正直に言えば数字面に関しては、もう少し伸びてほしかった気持ちはあります。ただ、『VS AMBIVALENZ』というコンテンツ自体はここから先も続けていければいいなと思っているんですよね。

そう思うと、最初の《XlamV(クランヴ)》というアイドルグループを生み出したオーディションとしては、非常にいろんなことを経験できましたし、どうすればもっと盛り上げられるのかなども知れたので、かなりの収穫があったかなと。

――また次があるんですね。

毛利:

ええ。「Nizi Project」や「PRODUCE 101 JAPAN」などもあの枠組みを続けられていて、そこからアイドルグループが生み出されていると思うので、僕らもそういった思想で『ビバレン』からさまざまなアイドルグループを誕生させることができたらいいなと思っています。

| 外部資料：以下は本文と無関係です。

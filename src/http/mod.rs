//! HTTP client used for negotiation.
//!
//! The connection only needs one exchange: an `OPTIONS` request against the
//! target url. Any client that can perform it implements [`HttpClient`];
//! [`ReqwestHttpClient`] is the default.

// ============================================================================
// Submodules
// ============================================================================

/// reqwest-backed client.
pub mod client;

// ============================================================================
// Imports
// ============================================================================

use async_trait::async_trait;
use url::Url;

use crate::error::Result;

// ============================================================================
// Re-exports
// ============================================================================

pub use client::ReqwestHttpClient;

// ============================================================================
// HttpResponse
// ============================================================================

/// Status and body of an HTTP exchange.
#[derive(Debug, Clone, PartialEq, Eq)]
pub struct HttpResponse {
    /// HTTP status code.
    pub status: u16,
    /// Response body as text.
    pub body: String,
}

impl HttpResponse {
    /// Creates a response.
    #[inline]
    #[must_use]
    pub fn new(status: u16, body: impl Into<String>) -> Self {
        Self {
            status,
            body: body.into(),
        }
    }

    /// Returns `true` for 2xx statuses.
    #[inline]
    #[must_use]
    pub const fn is_success(&self) -> bool {
        self.status >= 200 && self.status < 300
    }
}

// ============================================================================
// HttpClient
// ============================================================================

/// Request/response client used for negotiation.
///
/// Implementations return non-2xx responses as [`HttpResponse`] values or as
/// [`crate::Error::Http`]; both are accepted.
#[async_trait]
pub trait HttpClient: Send + Sync {
    /// Performs an `OPTIONS` request.
    async fn options(&self, url: &Url) -> Result<HttpResponse>;
}

// ============================================================================
// Tests
// ============================================================================
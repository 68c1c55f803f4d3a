//! Connection lifecycle.
//!
//! # Components
//!
//! | Type | Description |
//! |------|-------------|
//! | [`Connection`] | Orchestrates negotiation, selection and connect |
//! | [`ConnectionBuilder`] | Fluent configuration builder |
//! | [`ConnectionOptions`] | Connection configuration |
//! | [`ConnectionState`] | Lifecycle state |
//! | [`Negotiator`] | Negotiation exchange |
//! | [`Redirect`] | Redirect extracted from a close reason |
//!
//! # Data Flow
//!
//! ```text
//! start ─► Negotiator ─► select_transport ─► Transport::connect ─► Connected
//!                                                  │
//!            on_close(error) ◄── parse_redirect ◄──┘ (transport closes)
//! ```

// ============================================================================
// Submodules
// ============================================================================

/// Fluent builder pattern for connection configuration.
pub mod builder;

/// Core connection implementation.
pub mod core;

/// Negotiation exchange.
pub mod negotiator;

/// Connection options.
pub mod options;

/// Redirect-coded close reasons.
pub mod redirect;

/// Lifecycle states.
pub mod state;

/// Target url resolution.
pub mod target;

// ============================================================================
// Re-exports
// ============================================================================

pub use builder::ConnectionBuilder;
pub use self::core::{CloseCallback, Connection, ReceiveCallback};
pub use negotiator::Negotiator;
pub use options::{ConnectionOptions, DEFAULT_CONNECT_TIMEOUT, RedirectHandler};
pub use redirect::{Redirect, parse_redirect};
pub use state::ConnectionState;
pub use target::{resolve_url, with_connection_id};
//! End-to-end tests of the WebSocket transport against a local server.

mod common;

use std::net::SocketAddr;
use std::time::Duration;

use futures_util::{SinkExt, StreamExt};
use tokio::net::TcpListener;
use tokio::sync::mpsc;
use tokio::time::timeout;
use tokio_tungstenite::accept_async;
use tokio_tungstenite::tungstenite::Message;
use tokio_tungstenite::tungstenite::protocol::CloseFrame;
use tokio_tungstenite::tungstenite::protocol::frame::coding::CloseCode;

use duplex_connection::{
    Connection, ConnectionState, Error, Payload, TransferFormat, TransportKind,
};

use common::init_tracing;

// ============================================================================
// Server
// ============================================================================

const WAIT: Duration = Duration::from_secs(5);

/// Accepts one socket. Echoes every data frame; `"kick"` closes the socket
/// with an unauthorized redirect.
async fn spawn_server() -> anyhow::Result<SocketAddr> {
    let listener = TcpListener::bind("127.0.0.1:0").await?;
    let addr = listener.local_addr()?;

    tokio::spawn(async move {
        let Ok((stream, _)) = listener.accept().await else {
            return;
        };
        let Ok(mut socket) = accept_async(stream).await else {
            return;
        };

        while let Some(Ok(message)) = socket.next().await {
            if let Message::Text(text) = &message
                && text.as_str() == "kick"
            {
                let frame = CloseFrame {
                    code: CloseCode::Policy,
                    reason: "Unauthorized: redirect to /login/".into(),
                };
                let _ = socket.close(Some(frame)).await;
                break;
            }

            if message.is_close() {
                break;
            }

            if (message.is_text() || message.is_binary()) && socket.send(message).await.is_err() {
                break;
            }
        }
    });

    Ok(addr)
}

fn connection_to(addr: SocketAddr) -> anyhow::Result<Connection> {
    init_tracing();
    Ok(Connection::builder(format!("http://{addr}/chat"))
        .transport(TransportKind::WebSockets)
        .skip_negotiation()
        .transfer_format(TransferFormat::Binary)
        .build()?)
}

// ============================================================================
// Tests
// ============================================================================

#[tokio::test]
async fn echoes_text_and_binary_payloads() -> anyhow::Result<()> {
    let addr = spawn_server().await?;
    let connection = connection_to(addr)?;

    let (tx, mut rx) = mpsc::unbounded_channel();
    connection.on_receive(move |payload| {
        let _ = tx.send(payload);
    });

    connection.start().await?;
    assert_eq!(connection.state(), ConnectionState::Connected);
    assert_eq!(connection.transfer_format(), TransferFormat::Binary);

    connection.send(Payload::text("hello")).await?;
    connection.send(Payload::binary(vec![0xde, 0xad])).await?;

    assert_eq!(timeout(WAIT, rx.recv()).await?, Some(Payload::text("hello")));
    assert_eq!(
        timeout(WAIT, rx.recv()).await?,
        Some(Payload::binary(vec![0xde, 0xad]))
    );

    connection.stop().await;
    assert_eq!(connection.state(), ConnectionState::Disconnected);
    Ok(())
}

#[tokio::test]
async fn local_stop_reports_clean_close() -> anyhow::Result<()> {
    let addr = spawn_server().await?;
    let connection = connection_to(addr)?;

    let (tx, mut rx) = mpsc::unbounded_channel();
    connection.on_close(move |error: Option<Error>| {
        let _ = tx.send(error.map(|e| e.to_string()));
    });

    connection.start().await?;
    connection.stop().await;

    assert_eq!(timeout(WAIT, rx.recv()).await?, Some(None));
    assert!(rx.try_recv().is_err());
    Ok(())
}

#[tokio::test]
async fn redirect_close_from_server_reaches_callbacks() -> anyhow::Result<()> {
    let addr = spawn_server().await?;
    let (redirect_tx, mut redirect_rx) = mpsc::unbounded_channel();

    init_tracing();
    let connection = Connection::builder(format!("http://{addr}/chat"))
        .transport(TransportKind::WebSockets)
        .skip_negotiation()
        .on_unauthorized(move |location| {
            let _ = redirect_tx.send(location.to_string());
        })
        .build()?;

    let (close_tx, mut close_rx) = mpsc::unbounded_channel();
    connection.on_close(move |error| {
        let _ = close_tx.send(error);
    });

    connection.start().await?;
    connection.send(Payload::text("kick")).await?;

    assert_eq!(
        timeout(WAIT, redirect_rx.recv()).await?.as_deref(),
        Some("/login")
    );
    let closed = timeout(WAIT, close_rx.recv()).await?;
    assert!(matches!(closed, Some(Some(Error::Unauthorized { .. }))));
    assert_eq!(connection.state(), ConnectionState::Disconnected);
    Ok(())
}

#[tokio::test]
async fn connect_to_closed_port_fails_start() -> anyhow::Result<()> {
    let listener = TcpListener::bind("127.0.0.1:0").await?;
    let addr = listener.local_addr()?;
    drop(listener);

    let connection = connection_to(addr)?;
    let err = connection.start().await.unwrap_err();

    assert!(matches!(err, Error::TransportConnect { .. }));
    assert_eq!(connection.state(), ConnectionState::Disconnected);
    Ok(())
}
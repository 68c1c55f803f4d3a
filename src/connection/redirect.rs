//! Redirect-coded close reasons.
//!
//! Some transports report an auth failure by closing with a reason like
//! `"Unauthorized: redirect to /login/"` instead of a status code. The
//! trailing `/` is a delimiter, not part of the location.

// ============================================================================
// Imports
// ============================================================================

use crate::error::Error;

// ============================================================================
// Constants
// ============================================================================

/// Reason prefix for an authentication redirect.
const UNAUTHORIZED_PREFIX: &str = "Unauthorized: redirect to ";

/// Reason prefix for an authorization redirect.
const FORBIDDEN_PREFIX: &str = "Forbidden: redirect to ";

/// Closing delimiter after the location.
const LOCATION_DELIMITER: char = '/';

// ============================================================================
// Redirect
// ============================================================================

/// A redirect extracted from a close reason.
#[derive(Debug, Clone, PartialEq, Eq)]
pub enum Redirect {
    /// Not authenticated; go to the location to sign in.
    Unauthorized(String),
    /// Authenticated but not permitted.
    Forbidden(String),
}

impl Redirect {
    /// Returns the target location.
    #[inline]
    #[must_use]
    pub fn location(&self) -> &str {
        match self {
            Self::Unauthorized(location) | Self::Forbidden(location) => location,
        }
    }

    /// Converts the redirect into the matching error.
    #[must_use]
    pub fn into_error(self) -> Error {
        match self {
            Self::Unauthorized(location) => Error::unauthorized(location),
            Self::Forbidden(location) => Error::forbidden(location),
        }
    }
}

// ============================================================================
// Parsing
// ============================================================================

/// Extracts a redirect from a close reason.
///
/// Returns `None` for ordinary close reasons and malformed redirects.
#[must_use]
pub fn parse_redirect(reason: &str) -> Option<Redirect> {
    if let Some(location) = extract_location(reason, UNAUTHORIZED_PREFIX) {
        return Some(Redirect::Unauthorized(location));
    }
    extract_location(reason, FORBIDDEN_PREFIX).map(Redirect::Forbidden)
}

fn extract_location(reason: &str, prefix: &str) -> Option<String> {
    let location = reason
        .strip_prefix(prefix)?
        .strip_suffix(LOCATION_DELIMITER)?;
    (!location.is_empty()).then(|| location.to_string())
}

// ============================================================================
// Tests
// ============================================================================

――一つ気になるのが、一般的なオーディション番組ではデビュー組が決まると同時にデビューしなかった組を応援していた人たちが離れる現象がありますよね。そのあたりはいかがでしたか?

毛利:

正直それが1番の懸念でしたね。1年間という期間を応援してくれていた人たちが、自分の推しがデビューできなかった場合にコンテンツ自体から離れてしまう、というのは本当に危惧していたところでした。

でも、私たちがもともと決めていたのは、「『ビバレン』は14人の物語にしていこう」ということ。オーディションに負けてデビューできない子が出たとしても、その子たちが今後どうなっていくのかをちゃんと描き切ろう、と考えているんです。それをしっかりと突き通すことができれば、少しの期間離れたとしてもまた良いタイミングで戻ってきてくれるんじゃないかと。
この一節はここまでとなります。